4. Improves Credit Rating
If a firm pays loan and interest on time, it improves the credit rating of the business, It increases the reputation and image of the company.
5. Flexibility
It is more flexible than equity funding. There are several debt instruments such as loan, debenture, bills, credit card etc. Companies can choose best debt financing option as per the nature of the business.
Disadvantages Of Debt Financing
The main drawbacks or disadvantages of debt financing are as follows:
1. Impact On Cash Flow
As we know that certain amount of loan and interest should be paid in each month until the last installment, it may negatively impact cash flow. It may hamper daily operational activities because of lack of adequate working capital.
2. Complex Process
It is difficult to raise capital with debt financing.

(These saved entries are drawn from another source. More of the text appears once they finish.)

//! Share link handlers.
//!
//! Management endpoints live under `/api/v1`; the public view is served at
//! `/s/{token}` so that share URLs are `{base_url}/s/{token}`.

use axum::Json;
use axum::body::Bytes;
use axum::extract::{Path, State};
use axum::http::{StatusCode, header};
use axum::response::{IntoResponse, Response};
use serde::{Deserialize, Serialize};
use uuid::Uuid;

use capflow_core::share::{CreateShareLink, SharedView};
use capflow_types::artifact::ArtifactContent;
use capflow_types::share::{AccessLevel, ShareLink};

use crate::http::error::AppError;
use crate::http::extractors::viewer::Viewer;
use crate::http::handlers::workflow::optional_json;
use crate::http::response::{ApiResponse, RequestClock};
use crate::state::AppState;

#[derive(Debug, Default, Deserialize)]
pub struct CreateShareRequest {
    /// `public` (default) or `authenticated`.
    #[serde(default)]
    pub access_level: Option<AccessLevel>,
    /// Omitted: configured default. `0`: never expires.
    #[serde(default)]
    pub expires_in_days: Option<u32>,
    /// Omitted: the execution's final artifacts.
    #[serde(default)]
    pub artifact_ids: Option<Vec<Uuid>>,
    #[serde(default)]
    pub title: Option<String>,
}

#[derive(Debug, Serialize)]
pub struct CreatedShare {
    pub link: ShareLink,
    pub url: String,
}

/// POST /api/v1/executions/{id}/share - Publish a finished execution's artifacts.
pub async fn create_share(
    State(state): State<AppState>,
    viewer: Viewer,
    Path(execution_id): Path<Uuid>,
    body: Bytes,
) -> Result<(StatusCode, Json<ApiResponse<CreatedShare>>), AppError> {
    let clock = RequestClock::start();
    let request: CreateShareRequest = optional_json(&body)?;

    let mut create = CreateShareLink::new(execution_id, request.access_level.unwrap_or(AccessLevel::Public));
    create.expires_in_days = request.expires_in_days;
    create.artifact_ids = request.artifact_ids;
    create.title = request.title;
    create.created_by = viewer.user;

    let (link, url) = state.share_service.create(create).await?;
    let resp = ApiResponse::success(CreatedShare { link, url: url.clone() }, &clock).with_link("share", &url);
    Ok((StatusCode::CREATED, Json(resp)))
}

/// GET /api/v1/shares - All share links, newest first.
pub async fn list_shares(State(state): State<AppState>) -> Result<Json<ApiResponse<Vec<ShareLink>>>, AppError> {
    let clock = RequestClock::start();
    let links = state.share_service.list().await?;
    Ok(Json(ApiResponse::success(links, &clock)))
}

/// POST /api/v1/shares/{id}/revoke - Revoke a link. Idempotent.
pub async fn revoke_share(
    State(state): State<AppState>,
    Path(id): Path<Uuid>,
) -> Result<Json<ApiResponse<ShareLink>>, AppError> {
    let clock = RequestClock::start();
    let link = state.share_service.revoke(&id).await?;
    Ok(Json(ApiResponse::success(link, &clock)))
}

/// GET /s/{token} - Public view of a shared execution. Counts as a view.
pub async fn view_share(
    State(state): State<AppState>,
    viewer: Viewer,
    Path(token): Path<String>,
) -> Result<Json<ApiResponse<SharedView>>, AppError> {
    let clock = RequestClock::start();
    let view = state.share_service.resolve(&token, viewer.is_authenticated()).await?;

    let mut resp = ApiResponse::success(view, &clock);
    let artifact_ids: Vec<Uuid> = resp
        .data
        .as_ref()
        .map(|v| v.artifacts.iter().map(|a| a.artifact_id).collect())
        .unwrap_or_default();
    for artifact_id in artifact_ids {
        resp = resp.with_link(
            &format!("artifact:{artifact_id}"),
            &format!("/s/{token}/artifacts/{artifact_id}"),
        );
    }
    Ok(Json(resp))
}

/// GET /s/{token}/artifacts/{artifact_id} - Raw payload of one shared artifact.
pub async fn shared_artifact(
    State(state): State<AppState>,
    viewer: Viewer,
    Path((token, artifact_id)): Path<(String, Uuid)>,
) -> Result<Response, AppError> {
    let (artifact, content) = state
        .share_service
        .artifact_content(&token, &artifact_id, viewer.is_authenticated())
        .await?;

    let bytes = match content {
        ArtifactContent::Bytes(bytes) => bytes,
        ArtifactContent::Json(serde_json::Value::String(text)) => text.into_bytes(),
        ArtifactContent::Json(value) => serde_json::to_vec(&value)
            .map_err(|e| AppError::Internal(format!("failed to encode artifact: {e}")))?,
    };

    let disposition = format!("inline; filename=\"{}\"", artifact.name.replace('"', "'"));
    Ok((
        [
            (header::CONTENT_TYPE, artifact.mime_type),
            (header::CONTENT_DISPOSITION, disposition),
        ],
        bytes,
    )
        .into_response())
}

#[cfg(test)]
mod tests {
    use super::*;

    #[test]
    fn create_request_defaults() {
        let request: CreateShareRequest = optional_json(&Bytes::new()).unwrap();
        assert!(request.access_level.is_none());
        assert!(request.expires_in_days.is_none());
        assert!(request.artifact_ids.is_none());
    }

    #[test]
    fn create_request_reads_fields() {
        let request: CreateShareRequest = optional_json(&Bytes::from_static(
            br#"{"access_level":"authenticated","expires_in_days":0,"title":"Q3 report"}"#,
        ))
        .unwrap();
        assert_eq!(request.access_level, Some(AccessLevel::Authenticated));
        assert_eq!(request.expires_in_days, Some(0));
        assert_eq!(request.title.as_deref(), Some("Q3 report"));
    }
}
//! Capsule catalog types: what node kinds exist and how they are configured.

use serde::{Deserialize, Serialize};

use crate::artifact::ArtifactSlot;

/// Grouping used by the catalog.
#[derive(Debug, Clone, Copy, PartialEq, Eq, Hash, PartialOrd, Ord, Serialize, Deserialize)]
#[serde(rename_all = "snake_case")]
pub enum CapsuleCategory {
    Trigger,
    Processor,
    Output,
}

impl CapsuleCategory {
    pub fn as_str(self) -> &'static str {
        match self {
            Self::Trigger => "trigger",
            Self::Processor => "processor",
            Self::Output => "output",
        }
    }
}

impl std::str::FromStr for CapsuleCategory {
    type Err = String;

    fn from_str(s: &str) -> Result<Self, Self::Err> {
        match s {
            "trigger" => Ok(Self::Trigger),
            "processor" => Ok(Self::Processor),
            "output" => Ok(Self::Output),
            other => Err(format!("unknown capsule category: '{other}'")),
        }
    }
}

/// Static registry entry for a capsule type.
#[derive(Debug, Clone, PartialEq, Serialize, Deserialize)]
pub struct CapsuleTypeMeta {
    pub type_key: String,
    pub name: String,
    pub description: String,
    pub icon: String,
    pub category: CapsuleCategory,
    /// Ordered configuration fields.
    pub config_schema: Vec<CapsuleConfigField>,
    /// Slot templates used when a node declares none.
    pub default_inputs: Vec<ArtifactSlot>,
    pub default_outputs: Vec<ArtifactSlot>,
    /// Whether `test_run` may execute the capsule against mock input.
    pub testable: bool,
}

impl CapsuleTypeMeta {
    pub fn field(&self, key: &str) -> Option<&CapsuleConfigField> {
        self.config_schema.iter().find(|f| f.key == key)
    }
}

/// One configuration field of a capsule type.
#[derive(Debug, Clone, PartialEq, Serialize, Deserialize)]
pub struct CapsuleConfigField {
    pub key: String,
    pub label: String,
    pub field_type: ConfigFieldType,
    #[serde(default)]
    pub required: bool,
    #[serde(default, skip_serializing_if = "Option::is_none")]
    pub default_value: Option<serde_json::Value>,
    /// Allowed values for `select` fields.
    #[serde(default, skip_serializing_if = "Vec::is_empty")]
    pub options: Vec<String>,
    #[serde(default, skip_serializing_if = "Option::is_none")]
    pub help_text: Option<String>,
}

#[derive(Debug, Clone, Copy, PartialEq, Eq, Serialize, Deserialize)]
#[serde(rename_all = "snake_case")]
pub enum ConfigFieldType {
    Text,
    Textarea,
    Number,
    Boolean,
    Select,
    Json,
    Url,
    Cron,
}

/// Validation outcome for one configuration field.
#[derive(Debug, Clone, PartialEq, Serialize, Deserialize)]
pub struct FieldValidation {
    pub key: String,
    pub provided: bool,
    pub required: bool,
    pub valid: bool,
    #[serde(default, skip_serializing_if = "Option::is_none")]
    pub message: Option<String>,
}

/// Outcome of running a capsule in isolation.
#[derive(Debug, Clone, Copy, PartialEq, Eq, Serialize, Deserialize)]
#[serde(rename_all = "snake_case")]
pub enum TestRunStatus {
    /// Config valid and execution succeeded.
    Success,
    /// Config valid but execution failed.
    Failed,
    /// Config invalid; nothing was executed.
    Invalid,
    /// Config valid but the capsule is not testable.
    Skipped,
}

/// Result of `test_run`.
#[derive(Debug, Clone, PartialEq, Serialize, Deserialize)]
pub struct CapsuleTestRunResult {
    pub type_key: String,
    pub status: TestRunStatus,
    pub field_validations: Vec<FieldValidation>,
    /// Output slot ID -> mock payload.
    #[serde(default, skip_serializing_if = "Option::is_none")]
    pub output: Option<serde_json::Value>,
    #[serde(default)]
    pub logs: Vec<String>,
    #[serde(default, skip_serializing_if = "Option::is_none")]
    pub error_message: Option<String>,
    pub duration_ms: u64,
}
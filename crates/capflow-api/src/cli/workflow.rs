//! CLI workflow subcommands.
//!
//! Workflow files may be JSON or YAML (`.yaml` / `.yml`); both use the same
//! shape as the REST API body.

use std::path::{Path, PathBuf};

use anyhow::{Context, Result, bail};
use clap::Subcommand;
use comfy_table::{Cell, Color, ContentArrangement, Table, presets};
use console::style;
use serde_json::{Map, Value};
use uuid::Uuid;

use capflow_core::engine::ExecutionRequest;
use capflow_core::repository::PageRequest;
use capflow_core::workflow::WorkflowServiceError;
use capflow_types::execution::ExecutionStatus;
use capflow_types::workflow::Workflow;

use crate::cli::execution::print_execution;
use crate::state::AppState;

#[derive(Subcommand)]
pub enum WorkflowCommand {
    /// Check a workflow file without storing it.
    Validate {
        /// Path to a JSON or YAML workflow file.
        file: PathBuf,
    },

    /// Store a workflow from a file.
    Create {
        /// Path to a JSON or YAML workflow file.
        file: PathBuf,
    },

    /// List stored workflows.
    #[command(alias = "ls")]
    List {
        /// Only workflows carrying this tag.
        #[arg(long)]
        tag: Option<String>,

        #[arg(long, default_value = "1")]
        page: u32,
    },

    /// Show a stored workflow's definition.
    Show { id: Uuid },

    /// Delete a stored workflow. Its executions are kept.
    Delete { id: Uuid },

    /// Run a workflow and wait for it to finish.
    Run {
        /// Stored workflow ID or path to a workflow file.
        target: String,

        /// Variable value as `key=value`. Values that parse as JSON are
        /// used as JSON, anything else as a string.
        #[arg(long = "var", value_name = "KEY=VALUE")]
        vars: Vec<String>,
    },
}

pub async fn handle_workflow_command(cmd: WorkflowCommand, state: &AppState, json: bool) -> Result<()> {
    match cmd {
        WorkflowCommand::Validate { file } => handle_validate(&file, state, json),
        WorkflowCommand::Create { file } => handle_create(&file, state, json).await,
        WorkflowCommand::List { tag, page } => handle_list(tag.as_deref(), page, state, json).await,
        WorkflowCommand::Show { id } => {
            let workflow = state.workflow_service.get(&id).await?;
            println!("{}", serde_json::to_string_pretty(&workflow)?);
            Ok(())
        }
        WorkflowCommand::Delete { id } => {
            state.workflow_service.delete(&id).await?;
            state.deactivate_triggers(&id).await;
            if json {
                println!("{}", serde_json::json!({ "deleted": true, "id": id }));
            } else {
                println!("  {} Deleted workflow {id}", style("*").green().bold());
            }
            Ok(())
        }
        WorkflowCommand::Run { target, vars } => handle_run(&target, &vars, state, json).await,
    }
}

// ---------------------------------------------------------------------------
// Helpers
// ---------------------------------------------------------------------------

/// Read a workflow definition from a JSON or YAML file.
pub fn load_workflow_file(path: &Path) -> Result<Workflow> {
    let content = std::fs::read_to_string(path)
        .with_context(|| format!("failed to read {}", path.display()))?;

    let is_yaml = path
        .extension()
        .and_then(|e| e.to_str())
        .is_some_and(|e| e.eq_ignore_ascii_case("yaml") || e.eq_ignore_ascii_case("yml"));

    if is_yaml {
        serde_yaml_ng::from_str(&content).with_context(|| format!("invalid workflow YAML in {}", path.display()))
    } else {
        serde_json::from_str(&content).with_context(|| format!("invalid workflow JSON in {}", path.display()))
    }
}

/// Parse `key=value`. The value is JSON when it parses as JSON.
pub fn parse_var(raw: &str) -> Result<(String, Value)> {
    let Some((key, value)) = raw.split_once('=') else {
        bail!("expected KEY=VALUE, got '{raw}'");
    };
    let key = key.trim();
    if key.is_empty() {
        bail!("variable name is empty in '{raw}'");
    }
    let value = serde_json::from_str(value).unwrap_or_else(|_| Value::String(value.to_string()));
    Ok((key.to_string(), value))
}

fn print_definition_errors(err: &WorkflowServiceError) {
    match err {
        WorkflowServiceError::Invalid(errors) => {
            eprintln!(
                "  {} {} definition error(s):",
                style("x").red().bold(),
                errors.errors().len()
            );
            for e in errors.errors() {
                eprintln!("    - {e}");
            }
        }
        other => eprintln!("  {} {other}", style("x").red().bold()),
    }
}

// ---------------------------------------------------------------------------
// Validate / create
// ---------------------------------------------------------------------------

fn handle_validate(file: &Path, state: &AppState, json: bool) -> Result<()> {
    let mut workflow = load_workflow_file(file)?;
    let result = state.workflow_service.prepare(&mut workflow);

    if json {
        let out = match &result {
            Ok(()) => serde_json::json!({ "valid": true, "errors": [] }),
            Err(WorkflowServiceError::Invalid(errors)) => {
                serde_json::json!({ "valid": false, "errors": errors })
            }
            Err(other) => serde_json::json!({ "valid": false, "errors": [other.to_string()] }),
        };
        println!("{}", serde_json::to_string_pretty(&out)?);
    } else if result.is_ok() {
        println!(
            "  {} '{}' is valid ({} nodes, {} edges)",
            style("*").green().bold(),
            style(&workflow.name).cyan(),
            workflow.nodes.len(),
            workflow.edges.len()
        );
    } else if let Err(e) = &result {
        print_definition_errors(e);
    }

    if result.is_err() {
        bail!("workflow is invalid");
    }
    Ok(())
}

async fn handle_create(file: &Path, state: &AppState, json: bool) -> Result<()> {
    let workflow = load_workflow_file(file)?;
    state.check_webhook_paths(&workflow)?;

    let workflow = match state.workflow_service.create(workflow).await {
        Ok(workflow) => workflow,
        Err(e) => {
            if !json {
                print_definition_errors(&e);
            }
            return Err(e.into());
        }
    };

    if json {
        println!("{}", serde_json::to_string_pretty(&workflow)?);
    } else {
        println!();
        println!(
            "  {} Created workflow '{}'",
            style("*").green().bold(),
            style(&workflow.name).cyan()
        );
        println!("  ID: {}", workflow.id);
        println!("  Nodes: {}", workflow.nodes.len());
        println!("  Triggers: {}", workflow.triggers.len());
        println!();
    }
    Ok(())
}

// ---------------------------------------------------------------------------
// List
// ---------------------------------------------------------------------------

async fn handle_list(tag: Option<&str>, page: u32, state: &AppState, json: bool) -> Result<()> {
    let page = state
        .workflow_service
        .list(tag, PageRequest::new(Some(page), None))
        .await?;

    if json {
        println!("{}", serde_json::to_string_pretty(&page.items)?);
        return Ok(());
    }

    if page.items.is_empty() {
        println!();
        println!("  No workflows stored.");
        println!(
            "  Create one with: {}",
            style("capflow workflow create <file.json>").dim()
        );
        println!();
        return Ok(());
    }

    let mut table = Table::new();
    table
        .load_preset(presets::UTF8_FULL_CONDENSED)
        .set_content_arrangement(ContentArrangement::Dynamic)
        .set_header(vec![
            Cell::new("Name").fg(Color::Cyan),
            Cell::new("ID"),
            Cell::new("Version"),
            Cell::new("Nodes"),
            Cell::new("Triggers"),
            Cell::new("Tags"),
            Cell::new("Updated"),
        ]);

    for wf in &page.items {
        table.add_row(vec![
            Cell::new(&wf.name).fg(Color::Cyan),
            Cell::new(wf.id),
            Cell::new(wf.version),
            Cell::new(wf.nodes.len()),
            Cell::new(wf.triggers.len()),
            Cell::new(wf.tags.join(", ")),
            Cell::new(wf.updated_at.format("%Y-%m-%d %H:%M")),
        ]);
    }

    println!("{table}");
    println!(
        "  {}",
        style(format!(
            "page {} - {} of {} workflow(s)",
            page.page,
            page.items.len(),
            page.total
        ))
        .dim()
    );
    Ok(())
}

// ---------------------------------------------------------------------------
// Run
// ---------------------------------------------------------------------------

async fn handle_run(target: &str, raw_vars: &[String], state: &AppState, json: bool) -> Result<()> {
    let workflow = match target.parse::<Uuid>() {
        Ok(id) => state.workflow_service.get(&id).await?,
        Err(_) => {
            let mut workflow = load_workflow_file(Path::new(target))?;
            if let Err(e) = state.workflow_service.prepare(&mut workflow) {
                if !json {
                    print_definition_errors(&e);
                }
                return Err(e.into());
            }
            workflow
        }
    };

    let mut variables = Map::new();
    for raw in raw_vars {
        let (key, value) = parse_var(raw)?;
        variables.insert(key, value);
    }

    if !json {
        println!(
            "  {} Running '{}'...",
            style(">").cyan().bold(),
            style(&workflow.name).cyan()
        );
    }

    let request = ExecutionRequest::manual(variables).triggered_by("cli");
    let execution = state.engine.execute(&workflow, request).await?;

    if json {
        println!("{}", serde_json::to_string_pretty(&execution)?);
    } else {
        print_execution(&execution);
    }

    if execution.status != ExecutionStatus::Completed {
        bail!("execution {} finished as {}", execution.id, execution.status);
    }
    Ok(())
}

It requires strong credit history to attract lenders. So, it is not suitable for small and new business firms.
3. Need Of Collateral
Another disadvantage of debt financing is that company may need to provide collateral (fixed assets such as land, building, machinery) etc. to secure loan. If the company fails to repay the loan lenders can acquire the assets.
4. Strict Discipline
It requires strict discipline to repay the loan. If a firm fails to repay the loan on time it negativels affects the credit rating and image of the firm.
Also Read
Advantages and disadvantages of equity financing
5. Not Suitable
Debt financing is not suitable for the business having inconsistent cash flow because it make difficult to pay the loan and interest regularly.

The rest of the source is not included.